- _What you should do_: Among the lines below, tally those holding the string "column" and give the total only.

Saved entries
= = = =

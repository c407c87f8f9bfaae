//! # Homogeneous transforms for the OpenGL tutorials
//!
//! gltut is the small piece of linear algebra every tutorial of the series leans on: a 4×4
//! [`Matrix`], two homogeneous 4-component types, [`Vector`] and [`Point`], and a [`MatrixStack`]
//! used to build model-to-camera, world-to-camera and camera-to-clip matrices.
//!
//! It is _not_ a rendering crate. It doesn’t know about windows, shaders or buffers; the only
//! thing it hands to the graphics API is a flat array of 16 floats (see [`Matrix::to_flat`]).
//!
//! # Conventions
//!
//! Matrices are stored row-major and points are transformed as _row vectors_: `p' = p × M`. The
//! translation of an affine transform lives in row 3. This is the transpose of the usual
//! column-vector convention found in OpenGL literature, and because the memory layout of a
//! row-major `M` is the same as the column-major layout of `Mᵗ`, [`Matrix::to_flat`] can be
//! uploaded as-is with `transpose = GL_FALSE`.
//!
//! The consequence you need to keep in mind is the composition order. Composing a new transform
//! `N` onto an existing one `M` is done by _left-multiplying_: `N × M`. That is what every
//! operation of [`MatrixStack`] does, so the last operation you issue is the first one applied to
//! a vertex.
//!
//! All angles taken by this crate are expressed in **degrees**.
//!
//! # Points and vectors
//!
//! [`Vector`] and [`Point`] share the same representation but not the same algebra. A vector is a
//! displacement (`w = 0`), a point is a position (`w = 1`):
//!
//! - `Point - Point = Vector`
//! - `Point + Vector = Point` and `Point - Vector = Point`
//! - `Vector + Vector = Vector`
//!
//! Adding two points doesn’t mean anything in affine geometry and is not implemented.
//!
//! # Matrix stacks
//!
//! A [`MatrixStack`] holds a _current_ matrix and a stack of saved matrices. Every transform
//! operation both applies the transform and saves the result. Scopes ([`MatrixStack::scope`] and
//! [`MatrixStack::with_scope`]) restore the stack to the state it had when the scope was opened,
//! which is what you want to walk a hierarchy of nested local transforms.
//!
//! # Error handling
//!
//! Invalid operations, such as out-of-range element access or singular inversion, are programming
//! errors on the caller side. They are reported through `Result` and dedicated error types rather
//! than silently degraded into NaNs.

#![deny(missing_docs)]

pub mod camera;
pub mod matrix;
pub mod stack;
pub mod transform;
pub mod vector;

pub use crate::camera::{frustum_scale, look_at, orbit_position, LookAtError, Spherical};
pub use crate::matrix::{Matrix, MatrixError};
pub use crate::stack::{MatrixStack, StackError, StackScope};
pub use crate::vector::{Point, Vector, VectorError};
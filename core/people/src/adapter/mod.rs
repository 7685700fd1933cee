//! people 固有のアダプター
//!
//! 標準実装は common::adapter にあるので、ここにはテスト用の偽実装だけを置く。

mod scripted;

#[cfg(test)]
pub use scripted::{FixedClock, ScriptedTransport, SeqKeyGenerator};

= = = =

- _Answer space_: 2